I've implemented the following program for convolution matrix
#include <stdio.h>
#include <time.h>
#define NUM_LOOP 1000
#define N 128 //input or output dimention 1
#define M N //input or output dimention 2
#define P 5 //convolution matrix dimention 1 if you want a 3x3 convolution matrix it must be 3
#define Q P //convolution matrix dimention 2
#define Csize P*Q
#define Cdiv 1 //div for filter
#define Coffset 0 //offset
//functions
void unusual(); //unusual implementation of convolution
void naive();
//data
unsigned short int input[N][M] __attribute__(( aligned(32))); // input data
unsigned short int output[N][M] __attribute__(( aligned(32))); // out put data
unsigned short int kernel[P][Q] __attribute__(( aligned(32)));//convolution coefficients
int main(){
struct timespec tStart, tEnd;//used to record the processiing time
double tTotal , tBest=10000;//minimum of toltal time will asign to the best time
int w=0;
do{// this loop repeat the body to record the best time
clock_gettime(CLOCK_MONOTONIC,&tStart);
//function to be executed here :
unusual();
clock_gettime(CLOCK_MONOTONIC,&tEnd);
tTotal = (tEnd.tv_sec - tStart.tv_sec);
tTotal += (tEnd.tv_nsec - tStart.tv_nsec) / 1000000000.0;
if(tTotal<tBest)
tBest=tTotal;
} while(w++ < NUM_LOOP);
printf(" The best time: %lf sec in %d repetition for %dX%d matrix\n",tBest,w, MAX1, MAX2);
return 0;
}
//unusual sequential convolution
void unusual(){
int i, j,k,temp;
for (i=P/2; i< N-P/2; i++){
for(j=Q/2; j< M-Q/2; j++){
temp=0;
for(k=0; k< Csize; k++){
temp += (kernel[k/P][k%Q]) * (input[i - (P/2) + (k/Q)][j - (Q/2) + (k%Q)]);
}
output[i][j]=((temp/(Cdiv))+Coffset);
}
}
}
//The naive implementation
inline void naive(){
int i, j,k,l,temp;
for (i=P/2; i< N-P/2; i++){
for(j=Q/2; j< M-Q/2; j++){
temp=0;
for(k = 0; k < P; k++){
for(l = 0; l < Q; l++){
temp += (kernel[k][l]) * (input[i - (P/2)+k][j - (Q/2)+l]);
}
}
output[i][j]=((temp/(Cdiv))+Coffset);
}
}
}
The problem is when I use -O3
for auto vectorizing, it just works for an 3x3 convolution matrix. I've seen the Assembly output and auto vectorization just make some changes for 3x3 kernel and improve the performance reasonably (20 time faster note: scalar version of unusual func is slower than naive fun) but there is no improvement for 5x5 convolution matrix
UPDATE: I added the naive implementation to the question and changed the picture size to NxM, conv matrix to kernel, Cdim1xCdim2 to PxQ, and seqConv function to unusual for clarification. The question is not to improve the implementation of the unusual function. The question is while all elements are in the same places of the memory, gcc uses heuristic, etc. why gcc fails to improve this unusual implementation?

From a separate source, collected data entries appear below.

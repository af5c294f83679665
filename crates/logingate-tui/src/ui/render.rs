use chrono::Local;
use ratatui::{
    layout::{Constraint, Direction, Layout, Rect},
    style::Style,
    text::{Line, Span},
    widgets::{Block, Borders, Clear, Paragraph},
    Frame,
};

use crate::app::{App, AppState, LoginFocus};
use crate::utils::{field_tail, format_elapsed, mask_password};

use super::styles;

/// Visible width of the username and password fields
const FIELD_WIDTH: usize = 16;

pub fn render(frame: &mut Frame, app: &App) {
    let chunks = Layout::default()
        .direction(Direction::Vertical)
        .constraints([
            Constraint::Length(3), // Title bar
            Constraint::Min(10),   // Main content
            Constraint::Length(1), // Status bar
        ])
        .split(frame.area());

    render_title_bar(frame, chunks[0]);

    match app.screen() {
        AppState::LoggedIn => render_welcome(frame, app, chunks[1]),
        AppState::Locked => render_locked(frame, app, chunks[1]),
        _ => render_login_form(frame, app, chunks[1]),
    }

    render_status_bar(frame, app, chunks[2]);

    // Render overlays
    match app.state {
        AppState::ConfirmingReset => render_confirm_overlay(frame, "Reset form?", "reset"),
        AppState::ConfirmingQuit => {
            render_confirm_overlay(frame, "Are you sure you want to quit?", "quit")
        }
        _ => {}
    }
}

fn render_title_bar(frame: &mut Frame, area: Rect) {
    let block = Block::default()
        .borders(Borders::BOTTOM)
        .border_style(styles::muted_style());

    let paragraph = Paragraph::new(Line::from(Span::styled("  Login Gate", styles::title_style())))
        .block(block);
    frame.render_widget(paragraph, area);
}

fn render_login_form(frame: &mut Frame, app: &App, area: Rect) {
    let area = centered_rect_fixed(46, 12, area);

    let mut lines = vec![Line::from("")];

    // Username field
    let username_focused = is_focused(app, LoginFocus::Username);
    let username_style = if username_focused {
        styles::selected_style()
    } else {
        styles::field_style()
    };
    let cursor = if username_focused { "▌" } else { " " };
    lines.push(Line::from(vec![
        Span::raw("      "),
        Span::styled("Username: [", styles::muted_style()),
        Span::styled(
            format!("{}{}", field_tail(&app.login_username, FIELD_WIDTH), cursor),
            username_style,
        ),
        Span::styled("]", styles::muted_style()),
    ]));

    // Password field
    let password_focused = is_focused(app, LoginFocus::Password);
    let password_style = if password_focused {
        styles::selected_style()
    } else {
        styles::field_style()
    };
    let cursor = if password_focused { "▌" } else { " " };
    lines.push(Line::from(vec![
        Span::raw("      "),
        Span::styled("Password: [", styles::muted_style()),
        Span::styled(
            format!("{}{}", mask_password(&app.login_password, FIELD_WIDTH), cursor),
            password_style,
        ),
        Span::styled("]", styles::muted_style()),
    ]));

    // Login button
    let button_focused = is_focused(app, LoginFocus::Button);
    lines.push(Line::from(""));
    if button_focused {
        lines.push(Line::from(vec![
            Span::raw("                ["),
            Span::styled(" ▶ Login ◀ ", styles::selected_style()),
            Span::raw("]"),
        ]));
    } else {
        lines.push(Line::from(vec![
            Span::raw("                ["),
            Span::styled("   Login   ", styles::field_style()),
            Span::raw("]"),
        ]));
    }

    lines.push(Line::from(""));
    lines.push(Line::from(Span::styled(
        format!("      {}", app.attempts_label()),
        styles::attempts_style(app.gate.attempts_remaining()),
    )));

    // Error message
    if let Some(ref error) = app.login_error {
        lines.push(Line::from(""));
        lines.push(Line::from(Span::styled(
            format!(" {}", error),
            styles::error_style(),
        )));
    }

    render_dialog(frame, area, lines);
}

fn render_welcome(frame: &mut Frame, app: &App, area: Rect) {
    let area = centered_rect_fixed(46, 8, area);
    let user = app.logged_in_as.as_deref().unwrap_or_default();

    let lines = vec![
        Line::from(""),
        Line::from(Span::styled("   Login successful!", styles::success_style())),
        Line::from(""),
        Line::from(vec![
            Span::styled("   Welcome, ", styles::field_style()),
            Span::styled(user.to_string(), styles::highlight_style()),
        ]),
        Line::from(""),
        Line::from(Span::styled(
            format!("   {}", app.attempts_label()),
            styles::muted_style(),
        )),
    ];

    render_dialog(frame, area, lines);
}

fn render_locked(frame: &mut Frame, app: &App, area: Rect) {
    let area = centered_rect_fixed(46, 9, area);
    let session = app.gate.session();

    let mut lines = vec![
        Line::from(""),
        Line::from(Span::styled("   ACCOUNT LOCKED!", styles::locked_style())),
        Line::from(""),
        Line::from(Span::styled(
            format!("   All {} attempts used.", app.gate.max_attempts()),
            styles::field_style(),
        )),
    ];

    if let (Some(at), Some(elapsed)) = (session.locked_at(), session.locked_for()) {
        lines.push(Line::from(Span::styled(
            format!(
                "   Locked at {} ({})",
                at.with_timezone(&Local).format("%H:%M:%S"),
                format_elapsed(elapsed)
            ),
            styles::muted_style(),
        )));
    }

    lines.push(Line::from(""));
    lines.push(Line::from(vec![
        Span::styled("   Press ", styles::muted_style()),
        Span::styled("[r]", styles::help_key_style()),
        Span::styled(" to reset", styles::muted_style()),
    ]));

    render_dialog(frame, area, lines);
}

fn render_status_bar(frame: &mut Frame, app: &App, area: Rect) {
    let shortcuts = match app.screen() {
        AppState::LoggedIn => "[l]ogout | [q]uit",
        AppState::Locked => "[r]eset | [q]uit",
        _ => "[Tab] next | [Enter] login | [Ctrl+R] reset | [Esc] quit",
    };

    let left_text = format!(" {} ", app.attempts_label());
    let right_text = format!(" {} ", shortcuts);

    let padding_len = (area.width as usize)
        .saturating_sub(left_text.len())
        .saturating_sub(right_text.chars().count());
    let status_line = Line::from(vec![
        Span::styled(left_text, styles::muted_style()),
        Span::raw(" ".repeat(padding_len)),
        Span::styled(right_text, styles::muted_style()),
    ]);
    let paragraph = Paragraph::new(status_line).style(styles::status_bar_style());
    frame.render_widget(paragraph, area);
}

fn render_confirm_overlay(frame: &mut Frame, question: &str, action: &str) {
    let area = centered_rect_fixed(46, 7, frame.area());

    let lines = vec![
        Line::from(""),
        Line::from(Span::styled(
            format!("   {}", question),
            styles::highlight_style(),
        )),
        Line::from(""),
        Line::from(vec![
            Span::styled("   Press ", styles::muted_style()),
            Span::styled("[Y]", styles::help_key_style()),
            Span::styled(format!(" to {}, ", action), styles::muted_style()),
            Span::styled("[N]", styles::help_key_style()),
            Span::styled(" to cancel", styles::muted_style()),
        ]),
    ];

    render_dialog(frame, area, lines);
}

fn render_dialog(frame: &mut Frame, area: Rect, lines: Vec<Line>) {
    frame.render_widget(Clear, area);

    let block = Block::default()
        .borders(Borders::ALL)
        .border_style(styles::border_style(true))
        .style(Style::default());

    frame.render_widget(Paragraph::new(lines).block(block), area);
}

/// Form focus is only shown while the form itself takes input
fn is_focused(app: &App, field: LoginFocus) -> bool {
    app.state == AppState::LoggingIn && app.login_focus == field
}

/// Create a centered rectangle with fixed dimensions
fn centered_rect_fixed(width: u16, height: u16, r: Rect) -> Rect {
    let x = r.x + (r.width.saturating_sub(width)) / 2;
    let y = r.y + (r.height.saturating_sub(height)) / 2;
    Rect::new(x, y, width.min(r.width), height.min(r.height))
}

NOTE: the problem is not about the naive implementation. gcc -O3
improve the naive implementation for 3x3, 5x5 kernels by ~7 speedup. and it also does for 7x7 and 9x9 by ~1.5 speedup. To improve the convolution I used intrinsics and speedup is more than 40x over the naive implementation which is ~ 2x faster than unusual convolution. So my vectorization is ~80x faster than my unusual one. Hand tuning optimization is not the problem. Auto-vectorizer optimization is the problem, and the reason of the fails.
GCC command : gcc -Wall -march=native -O3 -o "%e" "%f"
Platform: Linux mint, Skylake, gcc 6.2
Thanks in advance